Pan de Higo....according to the lovely folk at The Gilded Fork, is Spanish in origin...a flourless  'cake' of figs and almonds.  I was introduced to it by a friend a few months ago, paired with olives and a good aged Parmesan...I was instantly in love...chewy, nutty, figgy, spices playing on the tongue...I vowed to give it a try instead of paying a lot of money for it at Whole Foods.  (Don't get me wrong, I LOVE Whole Foods...it's a great big candy store of fun for me...but financially,  not a good idea.)  Upon finding both the Gilded Fork's recipe and a slightly altered version here, I decided that the weekend off was the time to try it. I had everything I needed.  Well, except for brandy.  Happily enough, I knew that BevMo! carried an extensive collection of minis...so a Friday night visit after work, $4.00 plunked down on the counter, one tiny bottle of Remy Martin in my purse later and Pan de Higo could be made!

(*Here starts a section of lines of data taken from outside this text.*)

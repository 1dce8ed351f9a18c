//! Neon Snake - classic Snake in the terminal
//!
//! This library provides:
//! - Core game rules and the tick scheduler (game module)
//! - Keyboard, button and swipe input arbitration (input module)
//! - TUI rendering (render module)
//! - Best score persistence (persistence module)
//! - The interactive play loop (modes module)

pub mod game;
pub mod input;
pub mod logging;
pub mod metrics;
pub mod modes;
pub mod persistence;
pub mod render;
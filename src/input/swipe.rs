use crossterm::event::{Event, MouseButton, MouseEventKind};

use super::arbiter::{InputAction, InputSource};
use crate::game::Direction;

pub const DEFAULT_SWIPE_THRESHOLD: u16 = 30;

/// Terminal rows are about twice as tall as columns are wide; vertical
/// displacement is scaled so both axes are measured in column widths.
pub const ROW_SCALE: i32 = 2;

/// Pick the dominant axis of a drag. Ties go to the vertical axis.
/// Returns `None` when the dominant displacement does not exceed `threshold`.
pub fn classify_swipe(dx: i32, dy: i32, threshold: u16) -> Option<Direction> {
    let threshold = i32::from(threshold);

    if dx.abs() > dy.abs() {
        if dx.abs() <= threshold {
            return None;
        }
        Some(if dx > 0 { Direction::Right } else { Direction::Left })
    } else {
        if dy.abs() <= threshold {
            return None;
        }
        Some(if dy > 0 { Direction::Down } else { Direction::Up })
    }
}

/// Turns a left-button press/release pair into a swipe.
/// A release that travelled too little is reported as a tap.
#[derive(Debug, Clone)]
pub struct SwipeTracker {
    threshold: u16,
    origin: Option<(u16, u16)>,
}

impl SwipeTracker {
    pub fn new(threshold: u16) -> Self {
        Self {
            threshold,
            origin: None,
        }
    }

    pub fn begin(&mut self, column: u16, row: u16) {
        self.origin = Some((column, row));
    }

    pub fn cancel(&mut self) {
        self.origin = None;
    }

    /// Close the gesture. `None` if no gesture was open.
    pub fn finish(&mut self, column: u16, row: u16) -> Option<InputAction> {
        let (start_column, start_row) = self.origin.take()?;

        let dx = i32::from(column) - i32::from(start_column);
        let dy = (i32::from(row) - i32::from(start_row)) * ROW_SCALE;

        Some(match classify_swipe(dx, dy, self.threshold) {
            Some(direction) => InputAction::Steer(direction),
            None => InputAction::Tap,
        })
    }
}

impl Default for SwipeTracker {
    fn default() -> Self {
        Self::new(DEFAULT_SWIPE_THRESHOLD)
    }
}

impl InputSource for SwipeTracker {
    fn translate(&mut self, event: &Event) -> Option<InputAction> {
        let Event::Mouse(mouse) = event else {
            return None;
        };

        match mouse.kind {
            MouseEventKind::Down(MouseButton::Left) => {
                self.begin(mouse.column, mouse.row);
                None
            }
            MouseEventKind::Up(MouseButton::Left) => self.finish(mouse.column, mouse.row),
            _ => None,
        }
    }
}

#[cfg(test)]
mod tests {
    use super::*;
    use crossterm::event::{KeyModifiers, MouseEvent};

    fn mouse(kind: MouseEventKind, column: u16, row: u16) -> Event {
        Event::Mouse(MouseEvent {
            kind,
            column,
            row,
            modifiers: KeyModifiers::NONE,
        })
    }

    #[test]
    fn test_dominant_axis() {
        assert_eq!(classify_swipe(40, 10, 30), Some(Direction::Right));
        assert_eq!(classify_swipe(-40, 10, 30), Some(Direction::Left));
        assert_eq!(classify_swipe(5, 31, 30), Some(Direction::Down));
        assert_eq!(classify_swipe(5, -31, 30), Some(Direction::Up));
    }

    #[test]
    fn test_threshold_is_exclusive() {
        assert_eq!(classify_swipe(30, 0, 30), None);
        assert_eq!(classify_swipe(31, 0, 30), Some(Direction::Right));
        assert_eq!(classify_swipe(0, 0, 30), None);
    }

    #[test]
    fn test_tie_goes_vertical() {
        assert_eq!(classify_swipe(40, 40, 30), Some(Direction::Down));
        assert_eq!(classify_swipe(-40, -40, 30), Some(Direction::Up));
    }

    #[test]
    fn test_rows_are_scaled() {
        let mut tracker = SwipeTracker::new(30);
        tracker.begin(10, 2);
        // 16 rows down counts as 32 units
        assert_eq!(
            tracker.finish(12, 18),
            Some(InputAction::Steer(Direction::Down))
        );
    }

    #[test]
    fn test_short_drag_is_tap() {
        let mut tracker = SwipeTracker::new(30);
        tracker.begin(10, 10);
        assert_eq!(tracker.finish(12, 11), Some(InputAction::Tap));
    }

    #[test]
    fn test_release_without_press() {
        let mut tracker = SwipeTracker::default();
        assert_eq!(tracker.finish(50, 5), None);
    }

    #[test]
    fn test_mouse_events() {
        let mut tracker = SwipeTracker::new(30);

        assert_eq!(
            tracker.translate(&mouse(MouseEventKind::Down(MouseButton::Left), 60, 5)),
            None
        );
        assert_eq!(
            tracker.translate(&mouse(MouseEventKind::Drag(MouseButton::Left), 40, 5)),
            None
        );
        assert_eq!(
            tracker.translate(&mouse(MouseEventKind::Up(MouseButton::Left), 20, 6)),
            Some(InputAction::Steer(Direction::Left))
        );
    }
}
//! Best-score persistence, the only state that outlives a game session

pub mod best_score;

pub use best_score::{BestScore, BestScoreStore, JsonFileStore, MemoryStore};
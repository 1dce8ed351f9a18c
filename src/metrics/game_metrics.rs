use std::time::{Duration, Instant};

/// Per-process play statistics shown in the header
#[derive(Debug, Clone)]
pub struct GameMetrics {
    pub start_time: Instant,
    pub elapsed_time: Duration,
    pub games_played: u32,
    /// Longest snake reached in any finished game this process
    pub longest_snake: usize,
    running: bool,
}

impl GameMetrics {
    pub fn new() -> Self {
        Self {
            start_time: Instant::now(),
            elapsed_time: Duration::ZERO,
            games_played: 0,
            longest_snake: 0,
            running: false,
        }
    }

    /// Refresh the clock; it freezes between games
    pub fn update(&mut self) {
        if self.running {
            self.elapsed_time = self.start_time.elapsed();
        }
    }

    pub fn on_game_start(&mut self) {
        self.start_time = Instant::now();
        self.elapsed_time = Duration::ZERO;
        self.running = true;
    }

    pub fn on_game_over(&mut self, snake_length: usize) {
        self.update();
        self.running = false;
        self.games_played += 1;
        self.longest_snake = self.longest_snake.max(snake_length);
    }

    pub fn format_time(&self) -> String {
        let total_secs = self.elapsed_time.as_secs();
        let minutes = total_secs / 60;
        let seconds = total_secs % 60;
        format!("{:02}:{:02}", minutes, seconds)
    }
}

impl Default for GameMetrics {
    fn default() -> Self {
        Self::new()
    }
}
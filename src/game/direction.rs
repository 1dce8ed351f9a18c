/// Direction the snake can move, also the normalized intent every input
/// source produces
#[derive(Debug, Clone, Copy, PartialEq, Eq, Hash)]
pub enum Direction {
    Up,
    Down,
    Left,
    Right,
}

impl Direction {
    pub const ALL: [Direction; 4] = [
        Direction::Up,
        Direction::Down,
        Direction::Left,
        Direction::Right,
    ];

    /// Returns true if turning from self to other would be a 180-degree turn
    pub fn is_opposite(&self, other: Direction) -> bool {
        self.opposite() == other
    }

    pub fn opposite(&self) -> Direction {
        match self {
            Direction::Up => Direction::Down,
            Direction::Down => Direction::Up,
            Direction::Left => Direction::Right,
            Direction::Right => Direction::Left,
        }
    }

    /// Returns the delta (dx, dy) for moving in this direction.
    /// y grows downwards, matching screen rows.
    pub fn delta(&self) -> (i32, i32) {
        match self {
            Direction::Up => (0, -1),
            Direction::Down => (0, 1),
            Direction::Left => (-1, 0),
            Direction::Right => (1, 0),
        }
    }
}
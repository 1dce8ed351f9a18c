use crossterm::event::{Event, KeyCode, KeyEvent, KeyEventKind, KeyModifiers};

use super::arbiter::{InputAction, InputSource};
use crate::game::Direction;

/// Keyboard mapping: arrows and WASD steer, Enter/Space/R start
#[derive(Debug, Clone, Copy, Default)]
pub struct InputHandler;

impl InputHandler {
    pub fn new() -> Self {
        Self
    }

    pub fn handle_key_event(&self, key: KeyEvent) -> InputAction {
        // Handle Ctrl+C
        if key.modifiers.contains(KeyModifiers::CONTROL) && key.code == KeyCode::Char('c') {
            return InputAction::Quit;
        }

        match key.code {
            // Movement - Arrow keys
            KeyCode::Up => InputAction::Steer(Direction::Up),
            KeyCode::Down => InputAction::Steer(Direction::Down),
            KeyCode::Left => InputAction::Steer(Direction::Left),
            KeyCode::Right => InputAction::Steer(Direction::Right),

            // Movement - WASD
            KeyCode::Char('w' | 'W') => InputAction::Steer(Direction::Up),
            KeyCode::Char('s' | 'S') => InputAction::Steer(Direction::Down),
            KeyCode::Char('a' | 'A') => InputAction::Steer(Direction::Left),
            KeyCode::Char('d' | 'D') => InputAction::Steer(Direction::Right),

            // Controls
            KeyCode::Char('q' | 'Q') | KeyCode::Esc => InputAction::Quit,
            KeyCode::Enter | KeyCode::Char(' ' | 'r' | 'R') => InputAction::Start,

            _ => InputAction::None,
        }
    }
}

impl InputSource for InputHandler {
    fn translate(&mut self, event: &Event) -> Option<InputAction> {
        match event {
            // Only process key press events, not release
            Event::Key(key) if key.kind == KeyEventKind::Press => {
                Some(self.handle_key_event(*key))
            }
            _ => None,
        }
    }
}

I used a 14 oz. package dried figs...since they were crystallizing, I soaked them in warm water for a few minutes to soften them (when you mix your ingredients, don't forget to squeeze as much water from them as possible)...also adding two ounces of dried Mission figs which were much softer.  I substituted most of the almonds for almond meal, but used about 1/4 cup of roughly chopped toasted almonds...not having a food processor lead me to using my trusty pastry blender...it worked well...and works out your arm to boot. I divvied up the mix into a muffin pan and made a small loaf.  I let it set for 3 days.  Pleased with the results, but on the next try I'm going to stick to using moister dried figs, because it's not as dry as I would like and I think soaking them definitely contributed to it.  That also lead to me using only 1 tbsp of brandy to bring it all together.  I will tell you, the Pan de Higo paired beautifully with Asiago...AND even went well with a thin smear of cream cheese atop my addictive thin Wasa.

Pan de Higo
(adapted from The Gilded Fork and Apple Pie, Patis & Pate)

1 pound dried figs
1/2 cup almond meal
1/4 cup almonds, roughly chopped
1/4 teaspoon ground cloves
2 tablespoons sesame seeds
1/2 teaspoon anise seeds
1 tablespoon honey
pinch of cinnamon
2-3 tablespoons of brandy


Chop the figs into small pieces, removing the stems.  Toast almonds and almond meal for about 5 minutes.  Toss all ingredients, except for brandy, in mixing bowl.  Using the pastry blender, mix and mince until you have the consistency of a rough paste.  Make sure all the ingredients are being incorporated.  It's a matter of working it all together.  Like a fig dough.  Feel free to use your hands to really mix it well.  Add the brandy, tablespoon by tablespoon, as needed.  Once it's all mixed into a dough-like consistency, you can either spoon it into a muffin pan to make little cake forms or roll it into loaves.  I like the serving size of the muffin pan.  Flatten the mix into each portion.  Cover and set in a cool, dry place for 2-3 days.  It gives the mixture a chance to mingle and mellow out.  To remove from muffin pan, run the tip of knife along the edge to loosen from the mold.  I used an angled icing knife which worked like a charm.  











Friday, January 28, 2011

The Other Side...

My heritage is not 100% Italian...I'm half-Italian and half-Polish.  I was perusing the cookbook collection last week and found 'Polish Cookery'.  I've had it for a some time, though honestly, had never really done much more than flip through it.  Over the years, all I remember attempting in Polish cuisine was galumki (galumpki, galobki, et al...).  That's stuffed cabbage for those who don't know...some (thanks, Tim!) even call it 'pigs in a blanket.'

The inspiration was the head of cabbage in the fridge that I knew I should do something with before it spoiled.  The mental grocery checklist in my head ticked off the remaining ingredients (meat, rice, tomatoes).  Yup...had them all.  With a weekend off, it was a go.  I don't remember if it was all that time-consuming when mom used to make it or my last go at it.  After Sunday, I can tell you that you just have a lot going on at once, with 3 burners fired up in prep.  But absolutely worth it.  It's not difficult.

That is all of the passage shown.